Lioncast LM50 - minimalizm i klasyka, które dobrze leżą w dłoni
Nie przepadam za myszami, które mają kilkanaście przycisków po bokach, świecą się jak choinka i krzyczą z każdej strony “FOR THE GAMERS”. Dlatego bardzo spodobał mi się klasyczny, obły kształt LM50, który w założeniu jest myszką stworzoną dla esportowców. Gryzoń dobrze leży w dłoni, choć powrót do standardowego chwytu palm zajął mi trochę czasu - najgorzej ucierpiały na tym nadgarstki i mały palec, który regularnie zsuwał się z bocznej krawędzi i tarł o powierzchnię podkładki. Pod tym względem LM50 jest najzwyklejszą myszą na świecie i choć nie jest mała (12,4x6,8x4,2 centymetrów), to jednak użytkownicy z dużymi dłońmi będą się musieli do niej przyzwyczaić.
Wspomniałem o dłoniach, bowiem Lioncast LM50 jest myszą symetryczną. Choć umieszczenie dwóch przycisków bocznych sugeruje prawą rękę, to mój brat, który jest leworęczny, nie odczuł z tego powodu dyskomfortu i dość wygodnie mu się z niej korzystało. W kwestii dodatkowych przycisków to tyle, jest jeszcze jeden do zmiany DPI na samej górze, tuż przed scrollem. Jak wspomniałem, dla mnie to duży atut, a ergonomiczny kształt dobrze współgra z przyjemnymi w dotyku plastikiem, który niestety ma tendencję do palcowania. Detal, ale jednak na czarnej, matowej powierzchnmi wszystko jest od razu widoczne.

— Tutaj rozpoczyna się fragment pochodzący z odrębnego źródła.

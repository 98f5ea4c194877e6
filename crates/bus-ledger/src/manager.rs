use std::sync::Mutex;

use rusqlite::{params, Connection, OptionalExtension};
use tracing::{debug, instrument, warn};

use crate::error::{LedgerError, Result};
use crate::types::{AppendOutcome, IdRange, Message, NewMessage, SearchHit, Summary};

/// Append-only durable message log plus full-text index (C1, §4.1).
///
/// A single `Mutex<Connection>` serialises writers in-process; SQLite's
/// `busy_timeout` (set in [`crate::db::init_db`]) covers the cross-process
/// case. Readers share the same connection under the same lock — simple
/// and correct for the single-host, multi-process target; a connection
/// pool would only help if readers needed to run concurrently with a
/// long-held writer transaction, which append() never does.
pub struct Ledger {
    db: Mutex<Connection>,
}

impl Ledger {
    pub fn new(conn: Connection) -> Result<Self> {
        crate::db::init_db(&conn)?;
        Ok(Self { db: Mutex::new(conn) })
    }

    /// Append a message. Atomic: row insert and FTS sync happen in one
    /// transaction, so a stale FTS entry can never outlive its row (§4.1).
    ///
    /// When `external_id` is set and already present, this is a no-op:
    /// the existing row's id is returned via [`AppendOutcome::DuplicateSkipped`]
    /// (P2 — idempotent in `external_id`).
    #[instrument(skip(self, msg), fields(channel = %msg.channel))]
    pub fn append(&self, msg: NewMessage) -> Result<AppendOutcome> {
        let mut db = self.db.lock().unwrap();
        let tx = db.transaction()?;

        if let Some(ext) = &msg.external_id {
            if let Some(existing_id) = tx
                .query_row(
                    "SELECT id FROM messages WHERE external_id = ?1",
                    params![ext],
                    |row| row.get::<_, i64>(0),
                )
                .optional()?
            {
                debug!(external_id = %ext, id = existing_id, "append: duplicate external_id, skipping");
                return Ok(AppendOutcome::DuplicateSkipped(existing_id));
            }
        }

        let now = bus_core::now_rfc3339();
        tx.execute(
            "INSERT INTO messages
             (external_id, channel, author_id, author_name, content, is_self, is_bot, created_at)
             VALUES (?1, ?2, ?3, ?4, ?5, ?6, ?7, ?8)",
            params![
                msg.external_id,
                msg.channel,
                msg.author_id,
                msg.author_name,
                msg.content,
                msg.is_self,
                msg.is_bot,
                now,
            ],
        )?;
        let id = tx.last_insert_rowid();

        tx.execute(
            "INSERT INTO messages_fts(rowid, content, author_name, channel)
             VALUES (?1, ?2, ?3, ?4)",
            params![id, msg.content, msg.author_name, msg.channel],
        )?;

        tx.commit()?;
        Ok(AppendOutcome::Inserted(id))
    }

    /// Ordered (id-ascending) messages for a channel, optionally bounded
    /// by `before_id`/`since_ts` and always limit-bounded.
    ///
    /// `channel` is matched as a prefix (`channel LIKE 'chat:%'`-style),
    /// matching the distilled spec's "optionally filtered by channel
    /// prefix match".
    pub fn get_range(
        &self,
        channel_prefix: &str,
        before_id: Option<i64>,
        since_ts: Option<&str>,
        limit: usize,
    ) -> Result<Vec<Message>> {
        let db = self.db.lock().unwrap();
        let like_pattern = format!("{channel_prefix}%");

        let mut stmt = db.prepare(
            "SELECT id, external_id, channel, author_id, author_name, content,
                    is_self, is_bot, created_at, summary_id, batch_id
             FROM messages
             WHERE channel LIKE ?1
               AND (?2 IS NULL OR id < ?2)
               AND (?3 IS NULL OR created_at >= ?3)
             ORDER BY id ASC
             LIMIT ?4",
        )?;
        let rows = stmt
            .query_map(params![like_pattern, before_id, since_ts, limit as i64], row_to_message)?
            .filter_map(|r| r.ok())
            .collect();
        Ok(rows)
    }

    /// Full-text ranked search over `content, author_name, channel`.
    ///
    /// Query syntax is SQLite FTS5's native MATCH syntax: juxtaposition =
    /// AND, `OR`, `"phrase"`, `prefix*`, `NOT` — this is the public query
    /// language surfaced at `/tools/raw_search` (resolves the distilled
    /// spec's "document the chosen FTS syntax" open question).
    pub fn fts_search(&self, query: &str, limit: usize) -> Result<Vec<SearchHit>> {
        let db = self.db.lock().unwrap();
        let mut stmt = db.prepare(
            "SELECT m.id, m.external_id, m.channel, m.author_id, m.author_name, m.content,
                    m.is_self, m.is_bot, m.created_at, m.summary_id, m.batch_id, f.rank
             FROM messages_fts f
             JOIN messages m ON m.id = f.rowid
             WHERE messages_fts MATCH ?1
             ORDER BY f.rank
             LIMIT ?2",
        )?;
        let raw: Vec<(Message, f64)> = stmt
            .query_map(params![query, limit as i64], |row| {
                let msg = row_to_message(row)?;
                let rank: f64 = row.get(11)?;
                Ok((msg, rank))
            })?
            .filter_map(|r| r.ok())
            .collect();

        // bm25 rank from FTS5 is negative, more negative = more relevant;
        // normalise into (0, 1] preserving relative order, stable for
        // identical corpus+query since it's a pure function of `rank`.
        let hits = raw
            .into_iter()
            .map(|(message, rank)| SearchHit {
                message,
                relevance: 1.0 / (1.0 + rank.abs()),
            })
            .collect();
        Ok(hits)
    }

    pub fn count_unsummarized(&self) -> Result<i64> {
        let db = self.db.lock().unwrap();
        let n: i64 = db.query_row(
            "SELECT COUNT(*) FROM messages WHERE summary_id IS NULL",
            [],
            |row| row.get(0),
        )?;
        Ok(n)
    }

    pub fn get_unsummarized(&self, limit: usize) -> Result<Vec<Message>> {
        let db = self.db.lock().unwrap();
        let mut stmt = db.prepare(
            "SELECT id, external_id, channel, author_id, author_name, content,
                    is_self, is_bot, created_at, summary_id, batch_id
             FROM messages WHERE summary_id IS NULL ORDER BY id ASC LIMIT ?1",
        )?;
        let rows = stmt
            .query_map(params![limit as i64], row_to_message)?
            .filter_map(|r| r.ok())
            .collect();
        Ok(rows)
    }

    /// Record a new summary and stamp `summary_id` on every message in
    /// `[range.start_id, range.end_id]` (P3).
    #[instrument(skip(self, text, channels))]
    pub fn mark_summarized(
        &self,
        range: IdRange,
        text: &str,
        channels: &[String],
        kind: &str,
    ) -> Result<Summary> {
        let mut db = self.db.lock().unwrap();
        let tx = db.transaction()?;

        // A summary's channel set is stored as JSON; overlap is checked
        // per-channel in application code below since SQLite has no JSON
        // array membership operator without a fixed array width.
        let mut overlap_stmt = tx.prepare(
            "SELECT channels FROM summaries
             WHERE NOT (end_message_id < ?1 OR start_message_id > ?2)",
        )?;
        let candidate_channel_sets: Vec<String> = overlap_stmt
            .query_map(params![range.start_id, range.end_id], |row| row.get::<_, String>(0))?
            .filter_map(|r| r.ok())
            .collect();
        drop(overlap_stmt);

        let overlap = candidate_channel_sets.iter().any(|json| {
            let existing: Vec<String> = serde_json::from_str(json).unwrap_or_default();
            existing.iter().any(|c| channels.contains(c))
        });
        let overlap: Option<i64> = if overlap { Some(0) } else { None };
        if overlap.is_some() {
            return Err(LedgerError::RangeOverlap {
                start: range.start_id,
                end: range.end_id,
            });
        }

        let now = bus_core::now_rfc3339();
        let channels_json = serde_json::to_string(channels).unwrap_or_else(|_| "[]".to_string());
        let message_count = range.len();

        let (span_start, span_end): (Option<String>, Option<String>) = tx.query_row(
            "SELECT MIN(created_at), MAX(created_at) FROM messages WHERE id BETWEEN ?1 AND ?2",
            params![range.start_id, range.end_id],
            |row| Ok((row.get(0)?, row.get(1)?)),
        )?;

        tx.execute(
            "INSERT INTO summaries
             (text, start_message_id, end_message_id, message_count, channels,
              time_span_start, time_span_end, kind, created_at)
             VALUES (?1, ?2, ?3, ?4, ?5, ?6, ?7, ?8, ?9)",
            params![
                text,
                range.start_id,
                range.end_id,
                message_count,
                channels_json,
                span_start,
                span_end,
                kind,
                now,
            ],
        )?;
        let summary_id = tx.last_insert_rowid();

        tx.execute(
            "UPDATE messages SET summary_id = ?1 WHERE id BETWEEN ?2 AND ?3",
            params![summary_id, range.start_id, range.end_id],
        )?;
        tx.commit()?;

        Ok(Summary {
            id: summary_id,
            text: text.to_string(),
            start_message_id: range.start_id,
            end_message_id: range.end_id,
            message_count,
            channels: channels.to_vec(),
            time_span_start: span_start,
            time_span_end: span_end,
            kind: kind.to_string(),
            created_at: now,
        })
    }

    pub fn recent_summaries(&self, limit: usize) -> Result<Vec<Summary>> {
        let db = self.db.lock().unwrap();
        let mut stmt = db.prepare(
            "SELECT id, text, start_message_id, end_message_id, message_count,
                    channels, time_span_start, time_span_end, kind, created_at
             FROM summaries ORDER BY created_at DESC LIMIT ?1",
        )?;
        let rows = stmt
            .query_map(params![limit as i64], row_to_summary)?
            .filter_map(|r| r.ok())
            .collect();
        Ok(rows)
    }

    pub fn count_uningested(&self) -> Result<i64> {
        let db = self.db.lock().unwrap();
        let n: i64 = db.query_row(
            "SELECT COUNT(*) FROM messages WHERE batch_id IS NULL",
            [],
            |row| row.get(0),
        )?;
        Ok(n)
    }

    pub fn get_uningested(&self, limit: usize) -> Result<Vec<Message>> {
        let db = self.db.lock().unwrap();
        let mut stmt = db.prepare(
            "SELECT id, external_id, channel, author_id, author_name, content,
                    is_self, is_bot, created_at, summary_id, batch_id
             FROM messages WHERE batch_id IS NULL ORDER BY id ASC LIMIT ?1",
        )?;
        let rows = stmt
            .query_map(params![limit as i64], row_to_message)?
            .filter_map(|r| r.ok())
            .collect();
        Ok(rows)
    }

    pub fn mark_ingested(&self, range: IdRange, batch_id: &str) -> Result<()> {
        let db = self.db.lock().unwrap();
        let n = db.execute(
            "UPDATE messages SET batch_id = ?1 WHERE id BETWEEN ?2 AND ?3",
            params![batch_id, range.start_id, range.end_id],
        )?;
        if n == 0 {
            warn!(start = range.start_id, end = range.end_id, "mark_ingested: no rows matched");
        }
        Ok(())
    }
}

fn row_to_message(row: &rusqlite::Row<'_>) -> rusqlite::Result<Message> {
    Ok(Message {
        id: row.get(0)?,
        external_id: row.get(1)?,
        channel: row.get(2)?,
        author_id: row.get(3)?,
        author_name: row.get(4)?,
        content: row.get(5)?,
        is_self: row.get(6)?,
        is_bot: row.get(7)?,
        created_at: row.get(8)?,
        summary_id: row.get(9)?,
        batch_id: row.get(10)?,
    })
}

fn row_to_summary(row: &rusqlite::Row<'_>) -> rusqlite::Result<Summary> {
    let channels_json: String = row.get(5)?;
    Ok(Summary {
        id: row.get(0)?,
        text: row.get(1)?,
        start_message_id: row.get(2)?,
        end_message_id: row.get(3)?,
        message_count: row.get(4)?,
        channels: serde_json::from_str(&channels_json).unwrap_or_default(),
        time_span_start: row.get(6)?,
        time_span_end: row.get(7)?,
        kind: row.get(8)?,
        created_at: row.get(9)?,
    })
}

#[cfg(test)]
mod tests {
    use super::*;

    fn open() -> Ledger {
        Ledger::new(Connection::open_in_memory().unwrap()).unwrap()
    }

    fn msg(channel: &str, content: &str, external_id: Option<&str>) -> NewMessage {
        NewMessage {
            external_id: external_id.map(String::from),
            channel: channel.to_string(),
            author_id: 1,
            author_name: "alice".to_string(),
            content: content.to_string(),
            is_self: false,
            is_bot: false,
        }
    }

    #[test]
    fn append_assigns_increasing_ids() {
        let ledger = open();
        let a = ledger.append(msg("chat:general", "hello", None)).unwrap();
        let b = ledger.append(msg("chat:general", "world", None)).unwrap();
        assert!(b.id() > a.id());
    }

    #[test]
    fn duplicate_external_id_is_idempotent() {
        let ledger = open();
        let first = ledger.append(msg("chat:general", "hi", Some("ext-1"))).unwrap();
        let second = ledger.append(msg("chat:general", "hi again", Some("ext-1"))).unwrap();
        assert!(first.is_new());
        assert!(!second.is_new());
        assert_eq!(first.id(), second.id());

        let rows = ledger.get_range("chat:general", None, None, 10).unwrap();
        assert_eq!(rows.len(), 1);
    }

    #[test]
    fn fts_search_finds_unique_token() {
        let ledger = open();
        let appended = ledger
            .append(msg("chat:general", "the quokka jumped over the fence", None))
            .unwrap();
        let hits = ledger.fts_search("quokka", 10).unwrap();
        assert_eq!(hits.len(), 1);
        assert_eq!(hits[0].message.id, appended.id());
    }

    #[test]
    fn mark_summarized_updates_count_and_pointers() {
        let ledger = open();
        for i in 0..5 {
            ledger
                .append(msg("chat:general", &format!("msg {i}"), None))
                .unwrap();
        }
        assert_eq!(ledger.count_unsummarized().unwrap(), 5);

        let range = IdRange { start_id: 1, end_id: 3 };
        let summary = ledger
            .mark_summarized(range, "first three", &["chat:general".to_string()], "rolling")
            .unwrap();

        assert_eq!(ledger.count_unsummarized().unwrap(), 2);
        let rows = ledger.get_range("chat:general", None, None, 10).unwrap();
        for row in rows.iter().filter(|m| m.id <= 3) {
            assert_eq!(row.summary_id, Some(summary.id));
        }
    }

    #[test]
    fn get_range_respects_channel_prefix_and_limit() {
        let ledger = open();
        ledger.append(msg("chat:general", "a", None)).unwrap();
        ledger.append(msg("chat:random", "b", None)).unwrap();
        ledger.append(msg("chat:general", "c", None)).unwrap();

        let rows = ledger.get_range("chat:general", None, None, 10).unwrap();
        assert_eq!(rows.len(), 2);
        assert!(rows.iter().all(|m| m.channel == "chat:general"));
    }
}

Precyzja i szybkość, które ważą raptem 90 gramów
Nie zmienia to jednak faktu, że mysz dobrze leży w dłoni i po kilku dniach docierania zaczęliśmy bardzo owocną współpracę, która trwa do teraz. LM50 jak na swoje rozmiary jest wyjątkowo lekka, bo waży raptem 90 gramów. W połączeniu z sensorem optycznym Pixart PMW3360, jednym z lepszych, jakie są dostępne na rynku, (jeszcze o nim później napiszę), dwoma zaokrąglonymi ślizgaczami i specjalnym podwyższeniem dla kabla, myszka Lioncasta jest bardzo precyzyjna. Świetnie strzelało mi się w niej w Call of Duty: Black Ops II i nawet szybkie obroty o 180o nie stanowiły większego problemu; dobrze sprawdzała się przy puzzle-platformerze Repressed, gdzie bardzo ważną częścią gry było precyzyjne operowanie kamerą i dopasowywanie oświetlenia.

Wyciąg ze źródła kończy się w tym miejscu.